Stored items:
• • • • • • •

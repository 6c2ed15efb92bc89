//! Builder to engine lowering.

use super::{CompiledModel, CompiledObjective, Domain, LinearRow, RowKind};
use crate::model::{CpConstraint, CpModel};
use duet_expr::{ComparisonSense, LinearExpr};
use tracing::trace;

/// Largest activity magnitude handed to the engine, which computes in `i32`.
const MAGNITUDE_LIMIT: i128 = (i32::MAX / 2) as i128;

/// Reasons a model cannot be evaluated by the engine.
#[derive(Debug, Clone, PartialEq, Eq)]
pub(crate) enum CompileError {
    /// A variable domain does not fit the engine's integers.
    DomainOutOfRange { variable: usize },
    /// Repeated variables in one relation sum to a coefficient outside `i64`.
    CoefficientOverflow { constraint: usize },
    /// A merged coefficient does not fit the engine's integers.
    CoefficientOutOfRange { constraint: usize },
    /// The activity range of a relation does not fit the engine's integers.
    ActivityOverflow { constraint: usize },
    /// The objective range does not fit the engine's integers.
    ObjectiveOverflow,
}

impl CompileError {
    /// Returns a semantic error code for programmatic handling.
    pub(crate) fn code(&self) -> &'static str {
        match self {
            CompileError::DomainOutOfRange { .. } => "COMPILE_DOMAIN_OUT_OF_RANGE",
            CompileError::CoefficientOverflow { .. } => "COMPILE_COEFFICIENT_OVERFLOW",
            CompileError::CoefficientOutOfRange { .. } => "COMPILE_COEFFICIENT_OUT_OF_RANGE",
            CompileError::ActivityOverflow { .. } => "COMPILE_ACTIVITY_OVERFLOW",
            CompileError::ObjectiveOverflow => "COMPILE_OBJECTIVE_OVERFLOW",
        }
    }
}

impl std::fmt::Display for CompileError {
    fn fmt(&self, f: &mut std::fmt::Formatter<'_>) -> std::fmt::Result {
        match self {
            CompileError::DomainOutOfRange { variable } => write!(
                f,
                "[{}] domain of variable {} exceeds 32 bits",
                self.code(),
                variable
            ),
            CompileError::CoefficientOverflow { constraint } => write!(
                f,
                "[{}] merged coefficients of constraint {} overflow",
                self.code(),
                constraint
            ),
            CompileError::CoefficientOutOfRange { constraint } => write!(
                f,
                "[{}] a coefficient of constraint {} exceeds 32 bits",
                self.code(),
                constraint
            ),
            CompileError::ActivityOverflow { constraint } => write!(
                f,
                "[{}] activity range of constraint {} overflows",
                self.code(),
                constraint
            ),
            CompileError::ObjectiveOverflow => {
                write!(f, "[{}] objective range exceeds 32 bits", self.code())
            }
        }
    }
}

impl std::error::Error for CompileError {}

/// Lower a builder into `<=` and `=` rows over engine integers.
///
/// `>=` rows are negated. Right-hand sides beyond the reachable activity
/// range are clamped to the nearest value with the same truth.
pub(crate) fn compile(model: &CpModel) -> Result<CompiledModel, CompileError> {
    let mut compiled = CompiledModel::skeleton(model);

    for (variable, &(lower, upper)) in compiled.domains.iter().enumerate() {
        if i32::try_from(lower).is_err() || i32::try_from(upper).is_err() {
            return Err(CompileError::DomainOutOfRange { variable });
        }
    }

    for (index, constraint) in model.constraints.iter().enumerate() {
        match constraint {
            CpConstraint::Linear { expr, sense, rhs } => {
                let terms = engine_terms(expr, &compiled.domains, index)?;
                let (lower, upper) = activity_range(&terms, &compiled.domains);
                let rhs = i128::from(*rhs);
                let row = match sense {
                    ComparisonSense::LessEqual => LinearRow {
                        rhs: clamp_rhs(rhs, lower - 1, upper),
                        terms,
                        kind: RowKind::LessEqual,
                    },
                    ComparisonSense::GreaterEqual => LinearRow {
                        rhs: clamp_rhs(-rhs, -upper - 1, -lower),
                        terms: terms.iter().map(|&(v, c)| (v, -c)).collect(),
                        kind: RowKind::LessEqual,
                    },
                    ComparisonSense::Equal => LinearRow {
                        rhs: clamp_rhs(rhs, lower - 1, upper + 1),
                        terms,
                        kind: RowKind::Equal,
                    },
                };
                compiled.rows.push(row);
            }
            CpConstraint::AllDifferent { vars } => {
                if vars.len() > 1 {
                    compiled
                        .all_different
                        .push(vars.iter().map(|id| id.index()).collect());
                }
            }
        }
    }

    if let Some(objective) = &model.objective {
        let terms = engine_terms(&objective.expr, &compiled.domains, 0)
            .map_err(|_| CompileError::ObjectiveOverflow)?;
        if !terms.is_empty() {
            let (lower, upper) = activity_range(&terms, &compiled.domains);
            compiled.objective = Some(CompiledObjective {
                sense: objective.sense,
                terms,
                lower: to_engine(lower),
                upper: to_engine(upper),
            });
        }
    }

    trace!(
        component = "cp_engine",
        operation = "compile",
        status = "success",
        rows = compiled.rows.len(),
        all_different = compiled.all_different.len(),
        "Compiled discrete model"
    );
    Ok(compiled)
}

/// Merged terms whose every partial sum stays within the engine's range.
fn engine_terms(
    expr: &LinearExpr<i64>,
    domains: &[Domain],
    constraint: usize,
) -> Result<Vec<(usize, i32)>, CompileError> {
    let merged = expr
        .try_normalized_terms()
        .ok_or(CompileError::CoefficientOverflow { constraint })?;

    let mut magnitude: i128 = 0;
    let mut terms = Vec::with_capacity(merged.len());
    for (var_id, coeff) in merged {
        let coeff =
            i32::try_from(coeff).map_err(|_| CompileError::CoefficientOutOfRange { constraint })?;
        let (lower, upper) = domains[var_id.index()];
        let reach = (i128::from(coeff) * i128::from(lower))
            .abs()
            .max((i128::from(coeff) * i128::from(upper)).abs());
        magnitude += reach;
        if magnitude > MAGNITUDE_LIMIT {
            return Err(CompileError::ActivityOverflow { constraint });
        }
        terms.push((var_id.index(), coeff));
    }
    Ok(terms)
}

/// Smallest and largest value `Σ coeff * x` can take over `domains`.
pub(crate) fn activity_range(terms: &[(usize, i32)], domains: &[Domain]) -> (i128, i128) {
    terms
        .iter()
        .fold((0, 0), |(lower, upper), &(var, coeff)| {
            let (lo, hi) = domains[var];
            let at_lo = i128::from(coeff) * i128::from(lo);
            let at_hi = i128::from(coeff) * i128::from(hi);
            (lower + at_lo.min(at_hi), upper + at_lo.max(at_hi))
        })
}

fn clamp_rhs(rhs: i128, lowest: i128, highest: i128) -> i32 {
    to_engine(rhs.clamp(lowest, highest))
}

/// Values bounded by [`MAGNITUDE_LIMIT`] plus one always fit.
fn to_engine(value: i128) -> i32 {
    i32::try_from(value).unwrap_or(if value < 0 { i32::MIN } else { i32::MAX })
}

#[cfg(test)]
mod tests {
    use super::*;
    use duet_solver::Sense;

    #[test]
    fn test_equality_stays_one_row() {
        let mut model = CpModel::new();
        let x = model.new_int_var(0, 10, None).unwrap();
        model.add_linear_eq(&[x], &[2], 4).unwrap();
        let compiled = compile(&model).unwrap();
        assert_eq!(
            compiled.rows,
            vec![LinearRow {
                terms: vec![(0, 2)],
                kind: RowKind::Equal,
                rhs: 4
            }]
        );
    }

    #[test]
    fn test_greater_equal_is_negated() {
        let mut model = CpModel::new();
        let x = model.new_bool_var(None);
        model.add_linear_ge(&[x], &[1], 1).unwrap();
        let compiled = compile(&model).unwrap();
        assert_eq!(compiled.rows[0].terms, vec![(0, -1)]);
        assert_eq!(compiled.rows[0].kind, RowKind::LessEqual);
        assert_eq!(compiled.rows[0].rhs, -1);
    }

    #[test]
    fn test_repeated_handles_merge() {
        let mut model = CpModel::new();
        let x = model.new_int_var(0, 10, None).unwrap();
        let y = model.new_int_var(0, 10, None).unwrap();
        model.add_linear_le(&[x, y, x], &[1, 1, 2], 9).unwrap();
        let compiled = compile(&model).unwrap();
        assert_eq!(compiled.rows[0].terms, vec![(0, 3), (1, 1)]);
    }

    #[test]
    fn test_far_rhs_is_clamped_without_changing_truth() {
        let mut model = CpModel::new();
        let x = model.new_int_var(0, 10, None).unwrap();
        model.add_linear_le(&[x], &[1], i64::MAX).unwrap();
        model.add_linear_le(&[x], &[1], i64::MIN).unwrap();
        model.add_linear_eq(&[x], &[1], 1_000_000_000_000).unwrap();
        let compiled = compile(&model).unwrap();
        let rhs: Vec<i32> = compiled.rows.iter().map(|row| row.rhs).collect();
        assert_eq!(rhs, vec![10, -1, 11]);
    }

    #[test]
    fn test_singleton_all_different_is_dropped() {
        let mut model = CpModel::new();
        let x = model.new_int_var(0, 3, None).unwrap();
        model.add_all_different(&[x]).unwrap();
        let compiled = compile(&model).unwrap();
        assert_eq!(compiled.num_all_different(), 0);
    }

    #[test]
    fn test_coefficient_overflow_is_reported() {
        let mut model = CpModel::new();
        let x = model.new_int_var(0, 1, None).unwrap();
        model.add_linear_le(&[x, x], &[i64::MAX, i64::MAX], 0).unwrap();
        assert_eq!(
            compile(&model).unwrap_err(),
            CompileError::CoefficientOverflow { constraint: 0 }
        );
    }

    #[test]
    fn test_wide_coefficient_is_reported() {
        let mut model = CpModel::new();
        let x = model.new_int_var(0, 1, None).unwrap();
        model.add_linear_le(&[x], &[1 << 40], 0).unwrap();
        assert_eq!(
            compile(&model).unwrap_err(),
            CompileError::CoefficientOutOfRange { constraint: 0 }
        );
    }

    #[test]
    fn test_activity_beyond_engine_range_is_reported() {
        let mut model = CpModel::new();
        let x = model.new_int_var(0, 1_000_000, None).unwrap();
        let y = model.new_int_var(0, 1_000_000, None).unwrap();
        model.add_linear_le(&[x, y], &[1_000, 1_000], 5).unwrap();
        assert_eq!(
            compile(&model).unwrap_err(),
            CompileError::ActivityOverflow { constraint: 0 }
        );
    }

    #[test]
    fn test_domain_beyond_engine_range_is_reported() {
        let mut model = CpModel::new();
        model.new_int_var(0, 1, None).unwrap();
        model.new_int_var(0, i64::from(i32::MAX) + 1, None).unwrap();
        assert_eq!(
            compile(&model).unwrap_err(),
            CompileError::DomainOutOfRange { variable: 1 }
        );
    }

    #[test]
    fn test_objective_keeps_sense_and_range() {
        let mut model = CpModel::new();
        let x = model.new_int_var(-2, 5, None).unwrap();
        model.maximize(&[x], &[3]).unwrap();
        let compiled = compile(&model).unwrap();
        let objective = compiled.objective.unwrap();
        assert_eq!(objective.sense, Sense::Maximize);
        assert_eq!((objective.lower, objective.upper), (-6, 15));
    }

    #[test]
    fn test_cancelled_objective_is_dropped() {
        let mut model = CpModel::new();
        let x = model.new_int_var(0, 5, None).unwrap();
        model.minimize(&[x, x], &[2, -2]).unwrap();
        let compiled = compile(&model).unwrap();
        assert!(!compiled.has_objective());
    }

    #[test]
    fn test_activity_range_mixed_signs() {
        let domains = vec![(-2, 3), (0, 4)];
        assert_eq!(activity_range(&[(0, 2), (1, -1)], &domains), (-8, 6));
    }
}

• • • • • • •

Aim of the exercise:
Select the lines from the entries that include the word "match".

Output for this exercise:
        match self {
        match self {
        match constraint {
                let row = match sense {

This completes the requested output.